About this task: In the listing below, find each line with the string "exactly" and return it.
———
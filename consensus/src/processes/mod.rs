pub mod consensus_order;
pub mod ghostdag;
pub mod traversal_manager;
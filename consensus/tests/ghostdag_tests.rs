//!
//! GHOSTDAG integration tests
//!

mod common;

use blockdag_consensus::{
    consensus::BlockDag,
    test_helpers::{DagBlock, DagBuilder, build_dag, random_topology},
};
use blockdag_consensus_core::{
    BlockId, BlockIdSet, KType,
    block::Block,
    blockid::VIRTUAL,
    errors::{consensus::ConsensusError, traversal::TraversalError},
};
use blockdag_core::log::{info, try_init_logger};
use itertools::Itertools;
use serde::Deserialize;
use std::cmp::Reverse;

#[derive(Deserialize, Debug)]
struct GhostdagTestDag {
    k: KType,

    #[serde(default)]
    description: String,

    blocks: Vec<GhostdagTestBlock>,

    expected_virtual: ExpectedVirtual,
}

#[derive(Deserialize, Debug)]
struct GhostdagTestBlock {
    id: BlockId,
    parents: Vec<BlockId>,
    expected: ExpectedGhostdagData,
}

#[derive(Deserialize, Debug)]
struct ExpectedGhostdagData {
    selected_parent: Option<BlockId>,
    blue_score: u64,
    mergeset_blues: Vec<BlockId>,
    mergeset_reds: Vec<BlockId>,
}

#[derive(Deserialize, Debug)]
struct ExpectedVirtual {
    tips: Vec<BlockId>,
    sink: BlockId,
    blue_score: u64,
    selected_parent: Option<BlockId>,
    blues: Vec<BlockId>,
    reds: Vec<BlockId>,
    consensus_order: Vec<BlockId>,
}

fn ids(values: &[u64]) -> Vec<BlockId> {
    values.iter().copied().map(BlockId::from).collect()
}

fn id_set(values: &[u64]) -> BlockIdSet {
    values.iter().copied().map(BlockId::from).collect()
}

#[test]
fn ghostdag_json_test() {
    try_init_logger("info");
    for path in common::json_files("tests/testdata/dags") {
        info!("Running test {}", path.display());
        let test: GhostdagTestDag = common::read_json(&path);

        let mut dag = BlockDag::with_k(test.k);
        for block in test.blocks.iter() {
            dag.add_block(Block::new(block.id, 0, block.parents.clone())).unwrap();
        }

        for block in test.blocks.iter() {
            let data = dag.ghostdag_data(block.id).unwrap();
            let context = format!("block {} of {} ({})", block.id, path.display(), test.description);
            assert_eq!(data.selected_parent, block.expected.selected_parent, "selected parent assertion failed for {}", context);
            assert_eq!(data.mergeset_blues.to_vec(), block.expected.mergeset_blues, "mergeset blues assertion failed for {}", context);
            assert_eq!(data.mergeset_reds.to_vec(), block.expected.mergeset_reds, "mergeset reds assertion failed for {}", context);
            assert_eq!(data.blue_score, block.expected.blue_score, "blue score assertion failed for {}", context);
        }

        let expected = &test.expected_virtual;
        assert_eq!(dag.current_tips().unwrap(), expected.tips, "tips assertion failed for {}", path.display());
        assert_eq!(dag.find_sink().unwrap(), expected.sink, "sink assertion failed for {}", path.display());

        dag.with_virtual(|virtual_block| {
            assert_eq!(virtual_block.blue_score(), expected.blue_score);
            assert_eq!(virtual_block.selected_parent(), expected.selected_parent);
            assert_eq!(virtual_block.blue_blocks(), expected.blues, "virtual blues assertion failed for {}", path.display());
            assert_eq!(virtual_block.red_blocks(), expected.reds, "virtual reds assertion failed for {}", path.display());
            assert_eq!(virtual_block.consensus_order().unwrap(), expected.consensus_order);
        })
        .unwrap();
    }
}

/// The twelve-block reference DAG, with ids D < C < E < B
mod reference {
    pub const G: u64 = 1;
    pub const D: u64 = 2;
    pub const C: u64 = 3;
    pub const E: u64 = 4;
    pub const B: u64 = 5;
    pub const I: u64 = 6;
    pub const H: u64 = 7;
    pub const F: u64 = 8;
    pub const L: u64 = 9;
    pub const K: u64 = 10;
    pub const J: u64 = 11;
    pub const M: u64 = 12;

    pub const TOPOLOGY: &[(u64, &[u64])] = &[
        (G, &[]),
        (E, &[G]),
        (D, &[G]),
        (C, &[G]),
        (B, &[G]),
        (I, &[E]),
        (H, &[D, C, E]),
        (F, &[B, C]),
        (L, &[I, D]),
        (K, &[B, H, I]),
        (J, &[F, H]),
        (M, &[K, F]),
    ];
}

#[test]
fn reference_dag_test() {
    use reference::*;
    let mut dag = build_dag(3, TOPOLOGY);

    assert_eq!(dag.genesis(), Some(G.into()));
    assert_eq!(dag.len(), 12);
    assert_eq!(dag.selected_parent_chain(M.into()).unwrap(), ids(&[K, H, D, G]));
    assert!(dag.selected_parent_chain(G.into()).unwrap().is_empty());

    let scores = TOPOLOGY.iter().map(|(id, _)| dag.blue_score((*id).into()).unwrap()).collect_vec();
    assert_eq!(scores, vec![0, 1, 1, 1, 1, 2, 4, 3, 4, 6, 6, 7]);

    // H merges C and E after selecting D, and puts D first among its parents
    assert_eq!(dag.parents(H.into()).unwrap().to_vec(), ids(&[D, C, E]));
    assert_eq!(dag.sorted_merge_set_with_sp(H.into()).unwrap(), ids(&[D, C, E]));
    assert_eq!(dag.merge_set(H.into()).unwrap(), id_set(&[D, C, E]));
    // K selects H over I and B, and B is the one candidate pushed over the bound
    assert_eq!(dag.sorted_merge_set_without_sp(K.into()).unwrap(), ids(&[B, I]));
    assert_eq!(dag.ghostdag_data(K.into()).unwrap().mergeset_reds.to_vec(), ids(&[B]));

    // M's own point of view still has J and L outside its past
    let m_view = dag.local_blue_view(M.into()).unwrap();
    let (m_blues, m_reds): (Vec<_>, Vec<_>) = m_view.iter().sorted().partition(|(_, is_blue)| **is_blue);
    assert_eq!(m_blues.into_iter().map(|(id, _)| *id).collect_vec(), ids(&[G, D, C, E, I, H, K]));
    assert_eq!(m_reds.into_iter().map(|(id, _)| *id).collect_vec(), ids(&[B, F]));

    assert_eq!(dag.current_tips().unwrap(), ids(&[L, J, M]));
    assert_eq!(dag.find_sink().unwrap(), M.into());

    let (blues, reds, order) = dag
        .with_virtual(|virtual_block| {
            assert_eq!(virtual_block.parents().unwrap().to_vec(), ids(&[M, L, J]));
            assert_eq!(virtual_block.sorted_merge_set_without_sp().unwrap(), ids(&[L, J]));
            assert_eq!(virtual_block.blue_score(), 8);
            (virtual_block.blue_blocks(), virtual_block.red_blocks(), virtual_block.consensus_order().unwrap())
        })
        .unwrap();
    assert_eq!(blues, ids(&[G, D, C, E, I, H, K, M]));
    assert_eq!(reds, ids(&[B, F, L, J]));
    assert_eq!(order, ids(&[G, D, C, E, H, B, I, K, F, M, L, J]));

    assert_eq!(dag.consensus_ordered_past(H.into()).unwrap(), ids(&[G, D, C, E, H]));
    assert_eq!(dag.consensus_ordered_past(G.into()).unwrap(), ids(&[G]));

    // Folding the chain views of M gives K's view, the nearest one
    let pov = dag.all_selected_parents_pov(M.into()).unwrap();
    assert_eq!(pov, *dag.local_blue_view(K.into()).unwrap());
}

#[test]
fn reference_dag_cones_test() {
    use reference::*;
    let dag = build_dag(3, TOPOLOGY);

    assert_eq!(dag.past_cone(K.into()).unwrap(), id_set(&[G, B, H, I, D, C, E]));
    assert_eq!(dag.future_cone(C.into()).unwrap(), id_set(&[H, F, K, J, M]));
    assert_eq!(dag.anticone(L.into()).unwrap(), id_set(&[C, B, H, F, K, J, M]));
    assert_eq!(dag.anticone_in_past(B.into(), K.into()).unwrap(), id_set(&[D, C, E, H, I]));
    assert!(dag.anticone_in_past(K.into(), K.into()).unwrap().is_empty());
    assert_eq!(
        dag.anticone_in_past(J.into(), M.into()),
        Err(ConsensusError::TraversalError(TraversalError::NotAnAncestor(J.into(), M.into())))
    );
    assert_eq!(dag.past_cone(99.into()), Err(ConsensusError::BlockNotFound(99.into())));

    assert!(dag.past_cone(G.into()).unwrap().is_empty());
    assert!(dag.future_cone(M.into()).unwrap().is_empty());

    // The point of view of M on H is H's own snapshot, while J is out of M's reach
    assert_eq!(dag.pov_of(M.into(), H.into()).unwrap(), Some(dag.local_blue_view(H.into()).unwrap()));
    assert_eq!(dag.pov_of(M.into(), M.into()).unwrap(), Some(dag.local_blue_view(M.into()).unwrap()));
    assert_eq!(dag.pov_of(M.into(), J.into()).unwrap(), None);
}

#[test]
fn k_zero_keeps_a_single_chain_test() {
    use reference::*;
    let dag = build_dag(0, TOPOLOGY);
    for (id, _) in TOPOLOGY.iter().skip(1) {
        let data = dag.ghostdag_data((*id).into()).unwrap();
        assert_eq!(data.mergeset_blues.len(), 1, "only the selected parent of {} may be blue", id);
        assert_eq!(data.blue_score, dag.selected_parent_chain((*id).into()).unwrap().len() as u64);
    }
}

#[test]
fn lower_key_wins_test() {
    // Two siblings merged under k=0: the lower (blue score, id) is selected, the other is red
    let dag = build_dag(0, &[(1, &[]), (2, &[1]), (3, &[1]), (4, &[3, 2])]);
    assert_eq!(dag.selected_parent(4.into()).unwrap(), Some(2.into()));
    assert_eq!(dag.ghostdag_data(4.into()).unwrap().mergeset_reds.to_vec(), ids(&[3]));
    assert_eq!(dag.blue_score(4.into()).unwrap(), 2);

    // Three siblings under k=1: the first candidate in ascending order takes the only free slot
    let dag = build_dag(1, &[(1, &[]), (2, &[1]), (3, &[1]), (4, &[1]), (5, &[2, 3, 4])]);
    let data = dag.ghostdag_data(5.into()).unwrap();
    assert_eq!(data.mergeset_blues.to_vec(), ids(&[2, 3]));
    assert_eq!(data.mergeset_reds.to_vec(), ids(&[4]));
    assert_eq!(data.blue_score, 3);
}

#[test]
fn redundant_parent_test() {
    // 2 is already in the past of 3, so it contributes nothing to the merge set of 4
    let dag = build_dag(3, &[(1, &[]), (2, &[1]), (3, &[2]), (4, &[2, 3])]);
    let data = dag.ghostdag_data(4.into()).unwrap();
    assert_eq!(data.selected_parent, Some(3.into()));
    assert_eq!(data.mergeset_size(), 1);
    assert_eq!(data.blue_score, 3);
    assert_eq!(dag.parents(4.into()).unwrap().to_vec(), ids(&[3, 2]));
}

#[test]
fn builder_rejects_malformed_topology_test() {
    let mut dag = BlockDag::with_k(3);
    let mut builder = DagBuilder::new(&mut dag);
    builder.add_block(DagBlock::new(1.into(), vec![]));
    assert!(builder.try_add_block(DagBlock::new(3.into(), vec![2.into()])).is_err());
    assert!(builder.try_add_block(DagBlock::new(VIRTUAL, vec![1.into()])).is_err());
    builder.add_block(DagBlock::new(2.into(), vec![1.into()]));
    assert_eq!(dag.blocks(), &ids(&[1, 2])[..]);
}

/// Checks the structural properties of every block of a random DAG
fn assert_dag_properties(dag: &BlockDag) {
    for id in dag.blocks().iter().copied() {
        let past = dag.past_cone(id).unwrap();
        let future = dag.future_cone(id).unwrap();
        assert!(!past.contains(&id) && !future.contains(&id), "block {} is in its own cone", id);

        let data = dag.ghostdag_data(id).unwrap();
        let Some(selected_parent) = data.selected_parent else {
            assert_eq!(Some(id), dag.genesis());
            assert_eq!(data.blue_score, 0);
            assert!(data.local_blue_view.is_empty());
            continue;
        };

        let parents = dag.parents(id).unwrap();
        assert_eq!(parents[0], selected_parent, "selected parent of {} must come first", id);
        let heaviest = parents.iter().copied().max_by_key(|p| (dag.blue_score(*p).unwrap(), Reverse(*p))).unwrap();
        assert_eq!(heaviest, selected_parent);

        let selected_parent_score = dag.blue_score(selected_parent).unwrap();
        assert_eq!(data.blue_score, selected_parent_score + data.mergeset_blues.len() as u64);
        assert!(data.blue_score > selected_parent_score);

        // The ordered merge set is exactly past(b) \ past(sp) and starts with the selected parent
        let sorted = dag.sorted_merge_set_with_sp(id).unwrap();
        assert_eq!(sorted[0], selected_parent);
        let selected_parent_past = dag.past_cone(selected_parent).unwrap();
        let expected: BlockIdSet = past.difference(&selected_parent_past).copied().collect();
        assert_eq!(sorted.iter().copied().collect::<BlockIdSet>(), expected);
        assert_eq!(dag.merge_set(id).unwrap(), expected);
        let keys = sorted[1..].iter().map(|b| (dag.blue_score(*b).unwrap(), *b)).collect_vec();
        assert!(keys.windows(2).all(|w| w[0] < w[1]), "merge set of {} is not ascending", id);

        // The local view covers the past exactly
        assert_eq!(data.local_blue_view.keys().copied().collect::<BlockIdSet>(), past);

        let order = dag.consensus_ordered_past(id).unwrap();
        assert_eq!(order.first().copied(), dag.genesis());
        assert_eq!(order.len(), past.len() + 1);
        assert_eq!(order.iter().copied().collect::<BlockIdSet>().len(), order.len());
        assert_eq!(order.last().copied(), Some(id));
        let position = |b: &BlockId| order.iter().position(|x| x == b).unwrap();
        assert!(dag.parents(id).unwrap().iter().all(|p| position(p) < position(&id)));
    }
}

/// No blue block in the virtual view has more than k blue blocks in its anticone
fn assert_k_cluster(dag: &mut BlockDag) {
    let k = dag.k() as usize;
    dag.with_virtual(|virtual_block| {
        let view = virtual_block.local_blue_view().clone();
        for blue in virtual_block.blue_blocks() {
            let anticone = virtual_block.dag().anticone_in_past(blue, VIRTUAL).unwrap();
            let blue_anticone_size = anticone.iter().filter(|x| view.get(*x).copied().unwrap_or(false)).count();
            assert!(blue_anticone_size <= k, "blue block {} has {} blues in its anticone (k={})", blue, blue_anticone_size, k);
        }
    })
    .unwrap();
}

#[test]
fn random_dag_properties_test() {
    for (seed, k) in (0..6u64).cartesian_product([0 as KType, 1, 3, 8]) {
        let topology = random_topology(seed, 70, 4, 8);
        let mut dag = BlockDag::with_k(k);
        DagBuilder::new(&mut dag).add_blocks(topology.clone());

        assert_dag_properties(&dag);
        assert_k_cluster(&mut dag);

        // Determinism: the same topology classifies bit-identically
        let mut again = BlockDag::with_k(k);
        DagBuilder::new(&mut again).add_blocks(topology);
        for id in dag.blocks().iter().copied() {
            assert_eq!(dag.ghostdag_data(id).unwrap(), again.ghostdag_data(id).unwrap(), "seed {} k {} block {}", seed, k, id);
            assert_eq!(dag.parents(id).unwrap(), again.parents(id).unwrap());
        }
    }
}

#[test]
fn virtual_non_interference_test() {
    let mut dag = BlockDag::with_k(2);
    DagBuilder::new(&mut dag).add_blocks(random_topology(11, 50, 3, 6));

    let tips = dag.current_tips().unwrap();
    let snapshot = dag.blocks().iter().map(|id| dag.block(*id).unwrap()).collect_vec();

    let virtual_score = dag.with_virtual(|virtual_block| virtual_block.blue_score()).unwrap();
    {
        let virtual_block = dag.create_virtual().unwrap();
        assert_eq!(virtual_block.blue_score(), virtual_score);
        assert_eq!(virtual_block.dag().current_tips().unwrap(), vec![VIRTUAL]);
        virtual_block.destroy();
    }

    assert_eq!(dag.current_tips().unwrap(), tips);
    assert_eq!(dag.blocks().iter().map(|id| dag.block(*id).unwrap()).collect_vec(), snapshot);
    assert_eq!(dag.block(VIRTUAL), Err(ConsensusError::BlockNotFound(VIRTUAL)));
}
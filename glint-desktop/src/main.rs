use glint::{App, Reply, Settings};
use glutin::event::{ElementState, Event, MouseButton, TouchPhase, WindowEvent};
use glutin::event_loop::{ControlFlow, EventLoop};
use glutin::window::Window;
use glutin::PossiblyCurrent;
use std::rc::Rc;

fn main() {
    env_logger::Builder::from_env(env_logger::Env::default().default_filter_or("info")).init();

    let logical_size = glutin::dpi::LogicalSize::new(640, 480);
    let (context, window, event_loop) = get_rendering_context(logical_size);
    let physical_size = logical_size.to_physical::<u32>(window.window().scale_factor());

    let context = Rc::new(context);
    let mut app = App::new(&Rc::new(Settings::default()));

    app.handle(glint::Event::Visible(Rc::clone(&context)));
    app.handle(glint::Event::Resized {
        width: physical_size.width,
        height: physical_size.height,
    });

    // Touch events carry their own position; mouse clicks use the last
    // reported cursor position.
    let mut cursor = glutin::dpi::PhysicalPosition::new(0.0, 0.0);

    event_loop.run(move |event, _, control_flow| {
        *control_flow = ControlFlow::Wait;

        match event {
            Event::LoopDestroyed => (),

            Event::Resumed => {
                app.handle(glint::Event::Visible(Rc::clone(&context)));
            }

            Event::Suspended => {
                app.handle(glint::Event::Hidden);
            }

            Event::MainEventsCleared => {
                window.window().request_redraw();
            }

            Event::RedrawRequested(_) => {
                if let Reply::Present = app.handle(glint::Event::Paint { external: false }) {
                    window.swap_buffers().unwrap();
                }
            }

            Event::WindowEvent { ref event, .. } => match event {
                WindowEvent::Resized(physical_size) => {
                    window.resize(*physical_size);
                    app.handle(glint::Event::Resized {
                        width: physical_size.width,
                        height: physical_size.height,
                    });
                }

                WindowEvent::CursorMoved { position, .. } => {
                    cursor = *position;
                }

                WindowEvent::MouseInput {
                    state: ElementState::Pressed,
                    button: MouseButton::Left,
                    ..
                } => {
                    app.handle(glint::Event::Touch {
                        x: cursor.x as f32,
                        y: cursor.y as f32,
                    });
                }

                WindowEvent::Touch(touch) if touch.phase == TouchPhase::Started => {
                    app.handle(glint::Event::Touch {
                        x: touch.location.x as f32,
                        y: touch.location.y as f32,
                    });
                }

                WindowEvent::CloseRequested => {
                    app.handle(glint::Event::Hidden);
                    *control_flow = ControlFlow::Exit;
                }

                _ => (),
            },

            _ => (),
        }
    });
}

pub fn get_rendering_context(
    logical_size: glutin::dpi::LogicalSize<u32>,
) -> (
    glow::Context,
    glutin::ContextWrapper<PossiblyCurrent, Window>,
    EventLoop<()>,
) {
    let event_loop = glutin::event_loop::EventLoop::new();

    let window_builder = glutin::window::WindowBuilder::new()
        .with_title("Glint")
        .with_resizable(true)
        .with_inner_size(logical_size);

    let window = glutin::ContextBuilder::new()
        .with_vsync(true)
        .with_double_buffer(Some(true))
        .with_gl_profile(glutin::GlProfile::Core)
        .build_windowed(window_builder, &event_loop)
        .unwrap();
    let window = unsafe { window.make_current().unwrap() };

    let gl =
        unsafe { glow::Context::from_loader_function(|s| window.get_proc_address(s) as *const _) };

    (gl, window, event_loop)
}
———
The answer:
        // The ordered merge set is exactly past(b) \ past(sp) and starts with the selected parent
        // The local view covers the past exactly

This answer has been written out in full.